_PROBLEM REQUIREMENTS:_ Which lines of the entries below run from the one holding "filename src/data/parser.rs" to the one holding "const TABLE: &str", inclusive? Set down exactly those lines and no others.

_Saved data entries:_
-- Opening Marker --
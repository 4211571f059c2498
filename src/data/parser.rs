//! Data file parser: `^^table` and `$$plot` blocks

use std::collections::BTreeMap;

use tracing::{debug, warn};

use crate::error::Location;
use crate::parser::{is_identifier, split_lines, Line};

use super::error::DataError;
use super::model::{AxisRange, Cell, Curve, CurveStyle, Plot, Table};

const TABLE: &str = "^^";
const PLOT: &str = "$$";
const END_OF_METADATA: &str = "&";

/// A parsed table or plot
#[derive(Debug, Clone)]
pub enum DataDefinition {
    Table(Table),
    Plot(Plot),
}

impl DataDefinition {
    pub fn name(&self) -> &str {
        match self {
            DataDefinition::Table(t) => &t.name,
            DataDefinition::Plot(p) => &p.name,
        }
    }

    pub fn origin(&self) -> &Location {
        match self {
            DataDefinition::Table(t) => &t.origin,
            DataDefinition::Plot(p) => &p.origin,
        }
    }
}

/// Parse every table and plot block of a data file, in file order.
///
/// Text outside blocks is ignored.
pub fn parse_data_file(text: &str, origin: &str) -> Result<Vec<DataDefinition>, DataError> {
    let lines = split_lines(text);
    let mut definitions = Vec::new();
    let mut idx = 0;

    while idx < lines.len() {
        let content = lines[idx].content.trim_start();
        let block = if let Some(header) = content.strip_prefix(TABLE) {
            Some((TABLE, header))
        } else {
            content.strip_prefix(PLOT).map(|header| (PLOT, header))
        };
        let Some((marker, header)) = block else {
            idx += 1;
            continue;
        };
        // closing markers with no open block, notes like `$$E=mc^2$$`
        let Some(header) = parse_header(header) else {
            if !header.trim().is_empty() {
                debug!(line = lines[idx].number, "skipping '{}' line outside a block", marker);
            }
            idx += 1;
            continue;
        };

        if marker == TABLE {
            let (table, next) = parse_table(&lines, idx, header, origin)?;
            debug!(
                table = %table.name,
                rows = table.row_count(),
                columns = table.column_count(),
                "parsed table"
            );
            definitions.push(DataDefinition::Table(table));
            idx = next;
        } else {
            let (plot, next) = parse_plot(&lines, idx, header, origin)?;
            debug!(plot = %plot.name, curves = plot.curves.len(), "parsed plot");
            definitions.push(DataDefinition::Plot(plot));
            idx = next;
        }
    }

    Ok(definitions)
}

fn parse_table(
    lines: &[Line<'_>],
    start: usize,
    (name, human_name): (String, Option<String>),
    origin: &str,
) -> Result<(Table, usize), DataError> {
    let location = Location::new(origin, lines[start].number);
    let mut metadata = BTreeMap::new();

    let mut idx = start + 1;
    loop {
        let Some(line) = lines.get(idx) else {
            return Err(DataError::Unterminated {
                kind: "table",
                name,
                location,
            });
        };
        idx += 1;
        let trimmed = line.content.trim();
        if trimmed.is_empty() {
            continue;
        }
        if trimmed == END_OF_METADATA || trimmed == TABLE {
            break;
        }
        let here = Location::new(origin, line.number);
        if let Some(last) = trimmed.strip_suffix(END_OF_METADATA) {
            let (key, value) = parse_metadata_line(last, &here)?;
            metadata.insert(key, split_list(&value));
            break;
        }
        let (key, value) = parse_metadata_line(trimmed, &here)?;
        if key.starts_with('.') {
            return Err(DataError::InvalidMetadata {
                location: here,
                line: trimmed.to_string(),
            });
        }
        metadata.insert(key, split_list(&value));
    }

    let expected = metadata.get("cols").map(|cols: &Vec<String>| cols.len());
    let mut width = expected;
    let mut rows = Vec::new();

    let next = loop {
        let Some(line) = lines.get(idx) else {
            break idx;
        };
        let trimmed = line.content.trim();
        if trimmed == TABLE {
            break idx + 1;
        }
        if trimmed.is_empty() {
            // a blank line ends the table; swallow an optional `^^` after it
            let mut look = idx + 1;
            while lines.get(look).is_some_and(|l| l.content.trim().is_empty()) {
                look += 1;
            }
            match lines.get(look) {
                Some(l) if l.content.trim() == TABLE => break look + 1,
                _ => break idx + 1,
            }
        }

        let row: Vec<Cell> = trimmed.split_whitespace().map(Cell::parse).collect();
        match width {
            Some(w) if w != row.len() => {
                return Err(DataError::RaggedRow {
                    table: name,
                    location: Location::new(origin, line.number),
                    expected: w,
                    found: row.len(),
                });
            }
            Some(_) => {}
            None => width = Some(row.len()),
        }
        rows.push(row);
        idx += 1;
    };

    Ok((Table::new(name, human_name, metadata, rows, location), next))
}

fn parse_plot(
    lines: &[Line<'_>],
    start: usize,
    (name, human_name): (String, Option<String>),
    origin: &str,
) -> Result<(Plot, usize), DataError> {
    let location = Location::new(origin, lines[start].number);
    let mut plot = Plot::new(name, human_name, location);
    let mut curve: Option<Curve> = None;

    let mut idx = start + 1;
    loop {
        let Some(line) = lines.get(idx) else {
            return Err(DataError::Unterminated {
                kind: "plot",
                name: plot.name,
                location: plot.origin,
            });
        };
        idx += 1;
        let trimmed = line.content.trim();
        if trimmed.is_empty() {
            continue;
        }
        if trimmed == PLOT {
            break;
        }

        let here = Location::new(origin, line.number);
        let (key, value) = parse_metadata_line(trimmed, &here)?;

        if let Some(attr) = key.strip_prefix('.') {
            let Some(current) = curve.as_mut() else {
                return Err(DataError::CurveContext {
                    plot: plot.name,
                    key: attr.to_string(),
                    location: here,
                });
            };
            apply_curve_attribute(current, attr, value, &plot.name, &here)?;
            continue;
        }

        match key.as_str() {
            "axes" => {
                let labels = split_list(&value);
                let [x, y] = labels.as_slice() else {
                    return Err(DataError::invalid_value(here, key.clone(), value, "expected two labels `x;y`"));
                };
                plot.axes = (x.clone(), y.clone());
            }
            "xrange" | "yrange" => {
                let range = AxisRange::parse(&value).ok_or_else(|| {
                    DataError::invalid_value(here.clone(), key.clone(), value.clone(), "expected `autoscale` or `lo;hi`")
                })?;
                if key == "xrange" {
                    plot.xrange = range;
                } else {
                    plot.yrange = range;
                }
            }
            "curve" => {
                if value.is_empty() {
                    return Err(DataError::invalid_value(here, key.clone(), value, "curve needs a name"));
                }
                if let Some(done) = curve.replace(Curve::new(value)) {
                    plot.curves.push(done);
                }
            }
            other => warn!(
                plot = %plot.name,
                location = %here,
                "ignoring unknown plot attribute '{}'",
                other
            ),
        }
    }

    if let Some(done) = curve {
        plot.curves.push(done);
    }

    Ok((plot, idx))
}

fn apply_curve_attribute(
    curve: &mut Curve,
    attr: &str,
    value: String,
    plot: &str,
    here: &Location,
) -> Result<(), DataError> {
    match attr {
        "x" => curve.x = value,
        "y" => curve.y = value,
        "scope" => curve.scope = Some(value).filter(|s| !s.trim().is_empty()),
        "color" => curve.color = value,
        "style" => {
            curve.style = CurveStyle::parse(&value).ok_or_else(|| {
                DataError::invalid_value(
                    here.clone(),
                    ".style",
                    value.clone(),
                    "expected `lines`, `points` or `lines+points`",
                )
            })?;
        }
        other => warn!(
            plot = %plot,
            curve = %curve.name,
            location = %here,
            "ignoring unknown curve attribute '.{}'",
            other
        ),
    }
    Ok(())
}

/// Split a `name \ human name` header; `None` when the line is not a header
fn parse_header(header: &str) -> Option<(String, Option<String>)> {
    let (name, human) = match header.split_once('\\') {
        Some((name, human)) => (name.trim(), Some(human.trim())),
        None => (header.trim(), None),
    };
    if !is_identifier(name) {
        return None;
    }
    let human = human.filter(|h| !h.is_empty()).map(str::to_string);
    Some((name.to_string(), human))
}

/// Split `key=value` (or `.key=value`); the value may be empty
fn parse_metadata_line(line: &str, location: &Location) -> Result<(String, String), DataError> {
    let malformed = || DataError::InvalidMetadata {
        location: location.clone(),
        line: line.to_string(),
    };
    let (key, value) = line.split_once('=').ok_or_else(malformed)?;
    let key = key.trim();
    let bare = key.strip_prefix('.').unwrap_or(key);
    if !is_identifier(bare) {
        return Err(malformed());
    }
    Ok((key.to_string(), value.trim().to_string()))
}

fn split_list(value: &str) -> Vec<String> {
    value.split(';').map(|v| v.trim().to_string()).collect()
}

#[cfg(test)]
mod tests {
    use super::*;

    fn tables(text: &str) -> Vec<Table> {
        parse_data_file(text, "data.txt")
            .expect("Should parse")
            .into_iter()
            .filter_map(|d| match d {
                DataDefinition::Table(t) => Some(t),
                _ => None,
            })
            .collect()
    }

    fn plots(text: &str) -> Vec<Plot> {
        parse_data_file(text, "data.txt")
            .expect("Should parse")
            .into_iter()
            .filter_map(|d| match d {
                DataDefinition::Plot(p) => Some(p),
                _ => None,
            })
            .collect()
    }

    #[test]
    fn test_table_with_blank_line_terminator() {
        let text = "^^t1 \\ Measurements\ncols=t;U\n&\n1 2\n3 4\n5 6\n\nafter\n";
        let t = &tables(text)[0];
        assert_eq!(t.name, "t1");
        assert_eq!(t.human_name.as_deref(), Some("Measurements"));
        assert_eq!(t.row_count(), 3);
        assert_eq!(t.column_count(), 2);
        assert_eq!(t.rows[2], vec![Cell::Number(5.0), Cell::Number(6.0)]);
    }

    #[test]
    fn test_table_with_explicit_close() {
        let text = "^^t\ncols=a\n&\n1\n2\n^^\n";
        assert_eq!(tables(text)[0].row_count(), 2);
    }

    #[test]
    fn test_blank_line_then_close_marker() {
        let text = "^^t\ncols=a\n&\n1\n\n^^\n^^u\ncols=b\n&\n7\n";
        let parsed = tables(text);
        assert_eq!(parsed.len(), 2);
        assert_eq!(parsed[0].row_count(), 1);
        assert_eq!(parsed[1].name, "u");
    }

    #[test]
    fn test_metadata_terminator_on_last_line() {
        let text = "^^t\nunits=s;V\ncols=a;b&\n1 2\n";
        let t = &tables(text)[0];
        assert_eq!(t.columns(), Some(&["a".to_string(), "b".to_string()][..]));
        assert_eq!(t.metadata["units"], vec!["s".to_string(), "V".to_string()]);
        assert_eq!(t.row_count(), 1);
    }

    #[test]
    fn test_legacy_double_caret_metadata_terminator() {
        let text = "^^t\ncols=a;b\n^^\n1 2\n3 4\n\n";
        assert_eq!(tables(text)[0].row_count(), 2);
    }

    #[test]
    fn test_text_cells_kept() {
        let text = "^^t\ncols=name;v\n&\nalpha 1\nbeta 2\n";
        let t = &tables(text)[0];
        assert_eq!(t.rows[0][0], Cell::Text("alpha".to_string()));
    }

    #[test]
    fn test_marker_lines_outside_blocks_are_skipped() {
        let text = "$$E=mc^2$$ in a note\n^^^^^^^^\n$$ see below\n^^t\ncols=a\n&\n1\n\n$$p\ncurve=c\n$$\n";
        let defs = parse_data_file(text, "d").expect("Should parse");
        let names: Vec<_> = defs.iter().map(|d| d.name()).collect();
        assert_eq!(names, vec!["t", "p"]);
        assert_eq!(defs[0].origin().line, 4);
    }

    #[test]
    fn test_unicode_table_name() {
        let text = "^^таблица_1\ncols=a\n&\n1\n";
        assert_eq!(tables(text)[0].name, "таблица_1");
    }

    #[test]
    fn test_ragged_row() {
        let result = parse_data_file("^^t\ncols=a;b\n&\n1 2\n3\n", "d");
        match result {
            Err(DataError::RaggedRow {
                expected,
                found,
                location,
                ..
            }) => {
                assert_eq!(expected, 2);
                assert_eq!(found, 1);
                assert_eq!(location.line, 5);
            }
            other => panic!("unexpected result: {:?}", other),
        }
    }

    #[test]
    fn test_ragged_row_without_cols() {
        let result = parse_data_file("^^t\n&\n1 2\n3 4 5\n", "d");
        assert!(matches!(result, Err(DataError::RaggedRow { .. })));
    }

    #[test]
    fn test_unterminated_metadata() {
        let result = parse_data_file("^^t\ncols=a\n", "d");
        assert!(matches!(result, Err(DataError::Unterminated { .. })));
    }

    #[test]
    fn test_plot_with_curves() {
        let text = "\
$$p1 \\ Voltage over time
axes=t, s;U, V
xrange=0;10
curve=measured
.x=col(t1, 0)
.y=col(t1, 1)
.color=red
.style=points
curve=model
.scope=k = 2; a = linspace(0, 10, 5)
.x=a
.y=k * a
$$
";
        let p = &plots(text)[0];
        assert_eq!(p.title(), "Voltage over time");
        assert_eq!(p.axes, ("t, s".to_string(), "U, V".to_string()));
        assert_eq!(p.xrange, AxisRange::Fixed(0.0, 10.0));
        assert_eq!(p.yrange, AxisRange::Auto);
        assert_eq!(p.curves.len(), 2);
        assert_eq!(p.curves[0].color, "red");
        assert_eq!(p.curves[0].style, CurveStyle::Points);
        assert_eq!(p.curves[1].color, "black");
        assert_eq!(p.curves[1].scope.as_deref(), Some("k = 2; a = linspace(0, 10, 5)"));
        assert_eq!(p.curves[1].y, "k * a");
    }

    #[test]
    fn test_curve_attribute_before_curve() {
        let result = parse_data_file("$$p\n.x=a\ncurve=c\n$$\n", "d");
        assert!(matches!(result, Err(DataError::CurveContext { .. })));
    }

    #[test]
    fn test_unknown_curve_attribute_is_ignored() {
        let p = &plots("$$p\ncurve=c\n.width=3\n.y=2\n$$\n")[0];
        assert_eq!(p.curves[0].y, "2");
    }

    #[test]
    fn test_invalid_range() {
        let result = parse_data_file("$$p\nxrange=wide\n$$\n", "d");
        assert!(matches!(result, Err(DataError::InvalidValue { .. })));
    }

    #[test]
    fn test_unterminated_plot() {
        let result = parse_data_file("$$p\ncurve=c\n", "d");
        assert!(matches!(result, Err(DataError::Unterminated { kind: "plot", .. })));
    }

    #[test]
    fn test_tables_and_plots_interleaved() {
        let text = "^^a\ncols=x\n&\n1\n\n$$p\ncurve=c\n$$\n^^b\ncols=x\n&\n2\n";
        let defs = parse_data_file(text, "d").expect("Should parse");
        let names: Vec<_> = defs.iter().map(|d| d.name()).collect();
        assert_eq!(names, vec!["a", "p", "b"]);
    }
}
-- Closing Marker --
_SOLVED EXERCISE:_
filename src/data/parser.rs
//! Data file parser: `^^table` and `$$plot` blocks

use std::collections::BTreeMap;

use tracing::{debug, warn};

use crate::error::Location;
use crate::parser::{is_identifier, split_lines, Line};

use super::error::DataError;
use super::model::{AxisRange, Cell, Curve, CurveStyle, Plot, Table};

const TABLE: &str = "^^";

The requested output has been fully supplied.